** INFORMATION SUPPLIED follows **
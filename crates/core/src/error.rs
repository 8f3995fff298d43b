use std::time::Duration;

use thiserror::Error;

/// Why a font could not be delivered to a caller.
#[derive(Error, Debug, Clone, PartialEq, Eq)]
pub enum LoadError {
    #[error("font provider not found")]
    ProviderUnavailable,

    #[error("font provider certificates did not match")]
    CertificateMismatch,

    #[error("no font matched the request")]
    ResourceNotFound,

    #[error("font exists but is currently unavailable")]
    FontUnavailable,

    #[error("font query is malformed")]
    MalformedQuery,

    #[error("font could not be loaded")]
    LoadFailed,

    #[error("timed out after {0:?}")]
    Timeout(Duration),

    #[error("loader rejected the request: {0}")]
    Rejected(String),
}

impl LoadError {
    /// Stable numeric code, matching the provider contract's fail reasons.
    pub fn code(&self) -> i32 {
        match self {
            LoadError::ProviderUnavailable => -1,
            LoadError::CertificateMismatch => -2,
            LoadError::LoadFailed => -3,
            LoadError::Timeout(_) => -4,
            LoadError::Rejected(_) => -5,
            LoadError::ResourceNotFound => 1,
            LoadError::FontUnavailable => 2,
            LoadError::MalformedQuery => 3,
        }
    }

    /// True for failures produced by the provider, as opposed to
    /// conditions local to one caller.
    pub fn is_resolution_failure(&self) -> bool {
        !matches!(self, LoadError::Timeout(_) | LoadError::Rejected(_))
    }
}

/// Errors raised by a [`crate::FontProvider`] before it produces any result.
#[derive(Error, Debug)]
pub enum ProviderError {
    #[error("provider not found: {0}")]
    NotFound(String),

    #[error("IO error: {0}")]
    Io(#[from] std::io::Error),

    #[error("{0}")]
    Other(String),
}

#[cfg(test)]
mod tests {
    use super::*;

    #[test]
    fn codes_are_distinct() {
        let all = [
            LoadError::ProviderUnavailable,
            LoadError::CertificateMismatch,
            LoadError::ResourceNotFound,
            LoadError::FontUnavailable,
            LoadError::MalformedQuery,
            LoadError::LoadFailed,
            LoadError::Timeout(Duration::from_millis(1)),
            LoadError::Rejected("x".into()),
        ];
        let mut codes: Vec<i32> = all.iter().map(LoadError::code).collect();
        codes.sort();
        codes.dedup();
        assert_eq!(codes.len(), all.len());
    }

    #[test]
    fn timeout_is_caller_local() {
        assert!(!LoadError::Timeout(Duration::from_secs(1)).is_resolution_failure());
        assert!(LoadError::CertificateMismatch.is_resolution_failure());
    }
}
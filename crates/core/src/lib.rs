pub mod config;
pub mod error;
pub mod provider;
pub mod request;
pub mod typeface;

pub use config::LoaderConfig;
pub use error::*;
pub use provider::FontProvider;
pub use request::*;
pub use typeface::*;
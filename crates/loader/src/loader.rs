use std::future::Future;
use std::sync::{Arc, Mutex, MutexGuard};
use std::time::Duration;

use tracing::debug;

use fontreq_core::{FontProvider, FontRequest, FontStyle, LoadError, LoaderConfig, RequestKey, Typeface};

use crate::cache::{CacheStats, ResultCache};
use crate::classify;
use crate::dispatch::{CallbackDispatcher, ExecutionContext, Subscriber};
use crate::pending::{JoinOutcome, PendingRegistry};
use crate::pool::WorkerPool;

/// Outcome delivered to every caller of a load.
pub type LoadResult = Result<Typeface, LoadError>;

/// Waits at least this long are treated as unbounded and resolved inline.
pub const UNBOUNDED_WAIT: Duration = Duration::from_secs(24 * 60 * 60);

/// How long a blocking load may wait.
#[derive(Debug, Clone, Copy, PartialEq, Eq)]
pub enum FetchTimeout {
    /// Wait as long as the provider takes. Runs on the caller's thread.
    Infinite,
    /// Give up waiting after the duration; the work itself continues.
    /// Durations of [`UNBOUNDED_WAIT`] or more behave like `Infinite`.
    After(Duration),
}

impl FetchTimeout {
    /// The bounded limit, or `None` when the wait is effectively unbounded.
    pub fn limit(&self) -> Option<Duration> {
        match *self {
            FetchTimeout::After(limit) if limit < UNBOUNDED_WAIT => Some(limit),
            _ => None,
        }
    }
}

impl From<Option<Duration>> for FetchTimeout {
    fn from(timeout: Option<Duration>) -> Self {
        timeout.map_or(FetchTimeout::Infinite, FetchTimeout::After)
    }
}

#[derive(Debug, Clone, Copy, PartialEq, Eq)]
pub enum Mode {
    /// Block the calling thread until the typeface is available.
    Blocking(FetchTimeout),
    /// Return immediately; subscribers are notified on completion.
    NonBlocking,
}

#[derive(Debug, Clone)]
pub enum LoadOutcome {
    Ready(Typeface),
    /// The result will be delivered to the subscriber later.
    Pending,
}

impl LoadOutcome {
    pub fn typeface(&self) -> Option<&Typeface> {
        match self {
            LoadOutcome::Ready(typeface) => Some(typeface),
            LoadOutcome::Pending => None,
        }
    }

    pub fn is_pending(&self) -> bool {
        matches!(self, LoadOutcome::Pending)
    }
}

enum Lookup {
    Hit(Typeface, Option<Subscriber>),
    Miss(JoinOutcome),
}

/// Cache and in-flight bookkeeping, always mutated together.
struct Registry {
    cache: ResultCache,
    pending: PendingRegistry,
}

struct Inner {
    registry: Mutex<Registry>,
    provider: Arc<dyn FontProvider>,
}

impl Inner {
    fn lock(&self) -> MutexGuard<'_, Registry> {
        // Every critical section leaves the registry consistent.
        self.registry.lock().unwrap_or_else(|e| e.into_inner())
    }

    fn resolve_and_store(&self, request: &FontRequest, style: FontStyle, key: &RequestKey) -> LoadResult {
        let result = classify::resolve(self.provider.as_ref(), request, style);
        if let Ok(typeface) = &result {
            self.lock().cache.put(key.clone(), typeface.clone());
        }
        result
    }

    /// Finish an in-flight resolution: cache it, then notify every waiter.
    fn complete(&self, key: &RequestKey, result: LoadResult) {
        let subscribers = {
            let mut registry = self.lock();
            if let Ok(typeface) = &result {
                registry.cache.put(key.clone(), typeface.clone());
            }
            registry.pending.drain(key)
        };
        debug!(key = %key, subscribers = subscribers.len(), ok = result.is_ok(), "font resolution completed");
        CallbackDispatcher::dispatch_all(subscribers, &result);
    }
}

/// Deduplicating font loader.
///
/// Resolved typefaces are cached by [`RequestKey`]. Concurrent non-blocking
/// loads of the same key share a single provider call; blocking loads with
/// a bounded timeout run on the worker pool, and blocking loads without a
/// timeout run inline so they can never tie up a pool worker.
pub struct Loader {
    inner: Arc<Inner>,
    pool: WorkerPool,
    config: LoaderConfig,
}

impl Loader {
    pub fn new(provider: Arc<dyn FontProvider>, config: LoaderConfig) -> Self {
        let config = config.normalized();
        let pool = WorkerPool::new(config.thread_name.clone(), config.max_workers, config.keep_alive());
        Self {
            inner: Arc::new(Inner {
                registry: Mutex::new(Registry {
                    cache: ResultCache::new(config.cache_capacity),
                    pending: PendingRegistry::new(),
                }),
                provider,
            }),
            pool,
            config,
        }
    }

    pub fn with_defaults(provider: Arc<dyn FontProvider>) -> Self {
        Self::new(provider, LoaderConfig::default())
    }

    /// Load a typeface.
    ///
    /// Cache hits return `Ready` in every mode and also notify `subscriber`.
    /// Blocking modes return the resolved typeface or the failure; when a
    /// subscriber is given it receives the same outcome. Non-blocking loads
    /// return `Pending` and notify `subscriber` on its own context.
    pub fn load(
        &self,
        request: &FontRequest,
        style: FontStyle,
        subscriber: Option<Subscriber>,
        mode: Mode,
    ) -> Result<LoadOutcome, LoadError> {
        let key = RequestKey::new(request, style);
        match mode {
            Mode::Blocking(timeout) => {
                let result = self.load_blocking_inner(request, style, &key, timeout);
                if let Some(subscriber) = subscriber {
                    CallbackDispatcher::dispatch(subscriber, result.clone());
                }
                result.map(LoadOutcome::Ready)
            }
            Mode::NonBlocking => self.load_non_blocking(request, style, key, subscriber),
        }
    }

    /// Blocking load without notifications.
    pub fn load_blocking(&self, request: &FontRequest, style: FontStyle, timeout: FetchTimeout) -> LoadResult {
        let key = RequestKey::new(request, style);
        self.load_blocking_inner(request, style, &key, timeout)
    }

    /// Blocking load bounded by the configured default timeout.
    pub fn load_blocking_default(&self, request: &FontRequest, style: FontStyle) -> LoadResult {
        self.load_blocking(request, style, FetchTimeout::After(self.config.default_timeout()))
    }

    /// Non-blocking load notifying `subscriber` on its origin context.
    pub fn request_font(
        &self,
        request: &FontRequest,
        style: FontStyle,
        subscriber: Subscriber,
    ) -> Result<LoadOutcome, LoadError> {
        self.load(request, style, Some(subscriber), Mode::NonBlocking)
    }

    /// Non-blocking load whose result arrives as a message.
    ///
    /// The load starts immediately; the returned future only waits for it.
    pub fn fetch(&self, request: &FontRequest, style: FontStyle) -> impl Future<Output = LoadResult> + Send + 'static {
        let (subscriber, rx) = Subscriber::channel();
        // Failures are delivered through the channel as well.
        let _ = self.load(request, style, Some(subscriber), Mode::NonBlocking);
        async move { rx.await.unwrap_or(Err(LoadError::LoadFailed)) }
    }

    /// Resolve on a caller-supplied background context instead of the pool.
    ///
    /// No coalescing happens on this path. If `executor` refuses the work the
    /// error is returned and `subscriber` is not notified.
    pub fn load_on(
        &self,
        executor: &dyn ExecutionContext,
        request: &FontRequest,
        style: FontStyle,
        subscriber: Subscriber,
    ) -> Result<LoadOutcome, LoadError> {
        let key = RequestKey::new(request, style);
        if let Some(hit) = self.lookup(&key) {
            CallbackDispatcher::dispatch(subscriber, Ok(hit.clone()));
            return Ok(LoadOutcome::Ready(hit));
        }

        let inner = Arc::clone(&self.inner);
        let request = request.clone();
        executor
            .post(Box::new(move || {
                let result = inner.resolve_and_store(&request, style, &key);
                CallbackDispatcher::dispatch(subscriber, result);
            }))
            .map_err(|e| LoadError::Rejected(e.to_string()))?;
        Ok(LoadOutcome::Pending)
    }

    fn lookup(&self, key: &RequestKey) -> Option<Typeface> {
        let hit = self.inner.lock().cache.get(key);
        if hit.is_some() {
            debug!(key = %key, "typeface cache hit");
        }
        hit
    }

    fn load_blocking_inner(
        &self,
        request: &FontRequest,
        style: FontStyle,
        key: &RequestKey,
        timeout: FetchTimeout,
    ) -> LoadResult {
        if let Some(hit) = self.lookup(key) {
            return Ok(hit);
        }

        match timeout.limit() {
            None => {
                // An unbounded wait must not occupy a pool worker.
                debug!(key = %key, "resolving inline on caller thread");
                self.inner.resolve_and_store(request, style, key)
            }
            Some(limit) => {
                debug!(key = %key, timeout = ?limit, "resolving on pool and waiting");
                let inner = Arc::clone(&self.inner);
                let request = request.clone();
                let job_key = key.clone();
                self.pool
                    .post_and_wait(move || inner.resolve_and_store(&request, style, &job_key), limit)
                    .map_err(LoadError::from)
                    .and_then(|result| result)
            }
        }
    }

    fn load_non_blocking(
        &self,
        request: &FontRequest,
        style: FontStyle,
        key: RequestKey,
        subscriber: Option<Subscriber>,
    ) -> Result<LoadOutcome, LoadError> {
        // Cache check and join happen under one lock so a completion cannot
        // slip in between them.
        let lookup = {
            let mut registry = self.inner.lock();
            match registry.cache.get(&key) {
                Some(hit) => Lookup::Hit(hit, subscriber),
                None => Lookup::Miss(registry.pending.try_join(&key, subscriber)),
            }
        };

        match lookup {
            Lookup::Hit(hit, subscriber) => {
                debug!(key = %key, "typeface cache hit");
                if let Some(subscriber) = subscriber {
                    CallbackDispatcher::dispatch(subscriber, Ok(hit.clone()));
                }
                Ok(LoadOutcome::Ready(hit))
            }
            Lookup::Miss(JoinOutcome::Joined) => {
                debug!(key = %key, "joined in-flight font request");
                Ok(LoadOutcome::Pending)
            }
            Lookup::Miss(JoinOutcome::NotPending) => {
                debug!(key = %key, "submitting font request");
                let provider = Arc::clone(&self.inner.provider);
                let inner = Arc::clone(&self.inner);
                let request = request.clone();
                let reply_key = key.clone();
                let submitted = self.pool.post_and_reply(
                    move || classify::resolve(provider.as_ref(), &request, style),
                    move |result| inner.complete(&reply_key, result),
                );

                match submitted {
                    Ok(()) => Ok(LoadOutcome::Pending),
                    Err(e) => {
                        let err = LoadError::from(e);
                        self.inner.complete(&key, Err(err.clone()));
                        Err(err)
                    }
                }
            }
        }
    }

    /// Drop every cached typeface. In-flight resolutions are unaffected.
    pub fn reset_cache(&self) {
        self.inner.lock().cache.clear();
        debug!("typeface cache cleared");
    }

    /// Cached typeface for `key`, refreshing its recency.
    pub fn cached(&self, key: &RequestKey) -> Option<Typeface> {
        self.inner.lock().cache.get(key)
    }

    /// Whether `key` is cached, without touching recency.
    pub fn is_cached(&self, key: &RequestKey) -> bool {
        self.inner.lock().cache.contains(key)
    }

    /// Whether a non-blocking resolution for `key` is in flight.
    pub fn is_in_flight(&self, key: &RequestKey) -> bool {
        self.inner.lock().pending.is_pending(key)
    }

    pub fn stats(&self) -> CacheStats {
        self.inner.lock().cache.stats()
    }

    pub fn pool(&self) -> &WorkerPool {
        &self.pool
    }

    pub fn config(&self) -> &LoaderConfig {
        &self.config
    }
}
** End of INFORMATION SUPPLIED **
• [DIRECTIONS] Please print the records above exactly from their first line. End with the line containing "pub fn is_resolution_failure(&self)", and include it.

• [SOLUTION BELOW]
filename crates/core/src/error.rs
repository 8f3995fff298d43b
use std::time::Duration;

use thiserror::Error;

/// Why a font could not be delivered to a caller.
#[derive(Error, Debug, Clone, PartialEq, Eq)]
pub enum LoadError {
    #[error("font provider not found")]
    ProviderUnavailable,

    #[error("font provider certificates did not match")]
    CertificateMismatch,

    #[error("no font matched the request")]
    ResourceNotFound,

    #[error("font exists but is currently unavailable")]
    FontUnavailable,

    #[error("font query is malformed")]
    MalformedQuery,

    #[error("font could not be loaded")]
    LoadFailed,

    #[error("timed out after {0:?}")]
    Timeout(Duration),

    #[error("loader rejected the request: {0}")]
    Rejected(String),
}

impl LoadError {
    /// Stable numeric code, matching the provider contract's fail reasons.
    pub fn code(&self) -> i32 {
        match self {
            LoadError::ProviderUnavailable => -1,
            LoadError::CertificateMismatch => -2,
            LoadError::LoadFailed => -3,
            LoadError::Timeout(_) => -4,
            LoadError::Rejected(_) => -5,
            LoadError::ResourceNotFound => 1,
            LoadError::FontUnavailable => 2,
            LoadError::MalformedQuery => 3,
        }
    }

    /// True for failures produced by the provider, as opposed to
    /// conditions local to one caller.
    pub fn is_resolution_failure(&self) -> bool {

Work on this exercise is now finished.